Saved entries:
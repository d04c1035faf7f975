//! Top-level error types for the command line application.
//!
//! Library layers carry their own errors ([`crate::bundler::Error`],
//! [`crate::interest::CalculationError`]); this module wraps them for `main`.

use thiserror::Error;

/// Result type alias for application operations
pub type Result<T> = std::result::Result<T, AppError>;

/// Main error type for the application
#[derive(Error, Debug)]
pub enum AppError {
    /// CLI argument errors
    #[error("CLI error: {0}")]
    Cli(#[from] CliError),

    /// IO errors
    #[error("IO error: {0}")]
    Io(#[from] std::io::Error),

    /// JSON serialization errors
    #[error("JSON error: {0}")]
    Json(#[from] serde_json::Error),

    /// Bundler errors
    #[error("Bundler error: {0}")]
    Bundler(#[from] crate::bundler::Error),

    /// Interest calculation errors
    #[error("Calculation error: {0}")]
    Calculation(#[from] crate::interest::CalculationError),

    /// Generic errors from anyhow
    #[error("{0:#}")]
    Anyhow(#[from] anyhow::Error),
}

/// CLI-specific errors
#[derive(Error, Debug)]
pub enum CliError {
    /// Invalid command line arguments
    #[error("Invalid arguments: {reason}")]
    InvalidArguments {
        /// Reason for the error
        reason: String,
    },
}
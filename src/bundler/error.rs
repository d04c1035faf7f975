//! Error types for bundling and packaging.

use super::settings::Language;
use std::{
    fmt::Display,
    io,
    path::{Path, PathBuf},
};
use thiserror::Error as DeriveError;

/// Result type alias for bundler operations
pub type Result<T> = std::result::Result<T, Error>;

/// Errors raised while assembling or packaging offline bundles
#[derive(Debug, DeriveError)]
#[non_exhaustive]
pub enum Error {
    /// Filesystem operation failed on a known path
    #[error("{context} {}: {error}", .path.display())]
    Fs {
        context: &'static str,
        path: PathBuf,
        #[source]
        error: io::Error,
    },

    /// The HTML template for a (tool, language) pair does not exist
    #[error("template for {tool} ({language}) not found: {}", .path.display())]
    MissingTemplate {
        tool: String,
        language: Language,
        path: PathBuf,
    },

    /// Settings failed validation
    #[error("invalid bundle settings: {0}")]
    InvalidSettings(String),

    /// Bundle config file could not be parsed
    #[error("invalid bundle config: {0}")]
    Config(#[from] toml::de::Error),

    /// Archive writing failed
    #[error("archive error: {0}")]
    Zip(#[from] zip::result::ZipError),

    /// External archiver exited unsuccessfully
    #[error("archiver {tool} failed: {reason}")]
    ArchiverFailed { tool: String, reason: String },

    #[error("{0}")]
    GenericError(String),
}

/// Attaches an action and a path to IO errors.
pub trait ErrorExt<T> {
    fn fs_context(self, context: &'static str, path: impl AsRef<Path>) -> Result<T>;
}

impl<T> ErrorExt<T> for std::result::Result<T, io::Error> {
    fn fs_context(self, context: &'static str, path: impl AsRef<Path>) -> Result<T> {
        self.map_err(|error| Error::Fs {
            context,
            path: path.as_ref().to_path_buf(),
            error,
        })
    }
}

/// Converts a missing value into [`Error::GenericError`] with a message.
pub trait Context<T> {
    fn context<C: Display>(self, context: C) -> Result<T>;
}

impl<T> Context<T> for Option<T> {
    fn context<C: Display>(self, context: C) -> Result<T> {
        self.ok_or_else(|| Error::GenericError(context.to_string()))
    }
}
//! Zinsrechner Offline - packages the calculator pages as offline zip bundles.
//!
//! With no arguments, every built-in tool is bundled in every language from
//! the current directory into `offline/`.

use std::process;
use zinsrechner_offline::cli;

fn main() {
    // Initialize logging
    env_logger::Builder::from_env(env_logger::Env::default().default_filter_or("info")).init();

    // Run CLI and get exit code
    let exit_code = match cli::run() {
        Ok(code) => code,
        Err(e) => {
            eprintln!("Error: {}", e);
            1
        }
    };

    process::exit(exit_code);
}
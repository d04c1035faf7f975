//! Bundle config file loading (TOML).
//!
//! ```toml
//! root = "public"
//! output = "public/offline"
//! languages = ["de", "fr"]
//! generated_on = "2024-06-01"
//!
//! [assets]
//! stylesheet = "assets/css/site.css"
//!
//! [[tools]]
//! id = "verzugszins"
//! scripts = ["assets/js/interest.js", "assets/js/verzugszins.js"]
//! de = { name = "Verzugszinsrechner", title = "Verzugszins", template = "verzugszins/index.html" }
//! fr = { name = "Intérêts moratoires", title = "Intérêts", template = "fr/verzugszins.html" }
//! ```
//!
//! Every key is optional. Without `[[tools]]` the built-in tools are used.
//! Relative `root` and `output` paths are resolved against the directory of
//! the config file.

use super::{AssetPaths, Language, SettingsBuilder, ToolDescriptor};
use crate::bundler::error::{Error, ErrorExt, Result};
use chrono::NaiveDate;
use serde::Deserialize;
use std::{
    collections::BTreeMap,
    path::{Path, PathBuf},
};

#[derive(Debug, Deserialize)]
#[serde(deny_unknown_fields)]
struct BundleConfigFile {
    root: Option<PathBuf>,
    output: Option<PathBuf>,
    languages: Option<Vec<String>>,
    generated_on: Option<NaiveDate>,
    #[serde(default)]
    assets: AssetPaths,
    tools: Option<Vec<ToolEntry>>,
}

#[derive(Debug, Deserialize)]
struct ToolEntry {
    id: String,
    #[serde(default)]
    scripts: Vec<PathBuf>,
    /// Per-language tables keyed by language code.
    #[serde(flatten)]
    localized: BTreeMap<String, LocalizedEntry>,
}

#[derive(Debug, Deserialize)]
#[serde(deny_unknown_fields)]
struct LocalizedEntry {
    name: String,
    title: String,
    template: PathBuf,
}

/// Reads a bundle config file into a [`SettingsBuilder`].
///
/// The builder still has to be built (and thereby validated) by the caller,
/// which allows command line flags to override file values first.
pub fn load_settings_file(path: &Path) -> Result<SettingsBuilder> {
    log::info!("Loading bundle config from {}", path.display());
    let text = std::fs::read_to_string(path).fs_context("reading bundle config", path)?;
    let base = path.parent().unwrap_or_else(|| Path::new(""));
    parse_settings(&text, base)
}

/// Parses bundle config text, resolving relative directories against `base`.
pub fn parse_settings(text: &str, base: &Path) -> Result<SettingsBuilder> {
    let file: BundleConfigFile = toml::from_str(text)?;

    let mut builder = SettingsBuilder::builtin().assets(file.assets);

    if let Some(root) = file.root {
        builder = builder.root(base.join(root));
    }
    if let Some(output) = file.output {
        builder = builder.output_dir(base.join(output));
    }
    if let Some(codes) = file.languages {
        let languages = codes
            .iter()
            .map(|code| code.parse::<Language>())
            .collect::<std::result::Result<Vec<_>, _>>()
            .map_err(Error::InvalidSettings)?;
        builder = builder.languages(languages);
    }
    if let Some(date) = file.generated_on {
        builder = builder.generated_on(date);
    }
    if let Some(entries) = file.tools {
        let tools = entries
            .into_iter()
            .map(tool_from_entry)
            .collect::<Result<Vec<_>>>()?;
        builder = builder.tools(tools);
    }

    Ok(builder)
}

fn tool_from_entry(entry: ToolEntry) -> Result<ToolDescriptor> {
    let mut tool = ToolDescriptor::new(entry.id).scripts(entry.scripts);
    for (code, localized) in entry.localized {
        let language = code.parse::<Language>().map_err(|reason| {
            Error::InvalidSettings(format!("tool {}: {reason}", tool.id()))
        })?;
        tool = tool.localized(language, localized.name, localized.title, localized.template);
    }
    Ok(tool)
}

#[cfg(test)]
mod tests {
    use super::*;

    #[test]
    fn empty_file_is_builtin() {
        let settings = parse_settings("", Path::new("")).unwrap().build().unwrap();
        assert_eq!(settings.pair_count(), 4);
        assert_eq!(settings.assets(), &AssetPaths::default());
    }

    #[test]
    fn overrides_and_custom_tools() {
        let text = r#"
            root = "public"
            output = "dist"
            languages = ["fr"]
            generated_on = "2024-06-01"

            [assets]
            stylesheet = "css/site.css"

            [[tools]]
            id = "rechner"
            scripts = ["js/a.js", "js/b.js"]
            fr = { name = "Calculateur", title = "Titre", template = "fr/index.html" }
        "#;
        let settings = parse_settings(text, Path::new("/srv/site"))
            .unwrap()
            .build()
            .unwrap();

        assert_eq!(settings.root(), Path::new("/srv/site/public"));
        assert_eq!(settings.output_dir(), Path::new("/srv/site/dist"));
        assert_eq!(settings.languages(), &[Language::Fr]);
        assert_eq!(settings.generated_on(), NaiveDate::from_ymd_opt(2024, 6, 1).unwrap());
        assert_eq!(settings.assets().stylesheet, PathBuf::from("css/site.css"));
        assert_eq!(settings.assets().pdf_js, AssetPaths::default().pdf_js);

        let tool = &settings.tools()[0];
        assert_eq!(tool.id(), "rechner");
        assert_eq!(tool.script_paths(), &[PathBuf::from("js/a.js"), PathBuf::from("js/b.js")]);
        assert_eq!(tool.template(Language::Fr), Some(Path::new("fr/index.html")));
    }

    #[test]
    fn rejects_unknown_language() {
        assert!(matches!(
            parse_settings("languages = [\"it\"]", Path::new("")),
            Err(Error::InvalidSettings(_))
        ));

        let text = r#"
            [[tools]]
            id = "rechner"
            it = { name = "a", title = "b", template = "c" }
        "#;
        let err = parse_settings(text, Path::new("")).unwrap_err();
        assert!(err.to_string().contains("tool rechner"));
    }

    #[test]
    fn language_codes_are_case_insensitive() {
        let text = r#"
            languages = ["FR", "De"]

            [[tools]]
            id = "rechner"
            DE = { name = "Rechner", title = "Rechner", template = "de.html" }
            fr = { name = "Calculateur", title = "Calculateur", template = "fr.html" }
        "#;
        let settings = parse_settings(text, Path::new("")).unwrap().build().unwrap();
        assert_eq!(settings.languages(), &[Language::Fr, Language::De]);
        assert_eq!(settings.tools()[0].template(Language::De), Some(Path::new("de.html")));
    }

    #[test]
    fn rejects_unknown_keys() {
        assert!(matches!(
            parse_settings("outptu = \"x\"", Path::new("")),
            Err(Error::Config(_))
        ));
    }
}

Problem to work on:
Out of the records above, pull each line containing the word "AssetPaths".

Output of the task:
use super::{AssetPaths, Language, SettingsBuilder, ToolDescriptor};
    assets: AssetPaths,
        assert_eq!(settings.assets(), &AssetPaths::default());
        assert_eq!(settings.assets().pdf_js, AssetPaths::default().pdf_js);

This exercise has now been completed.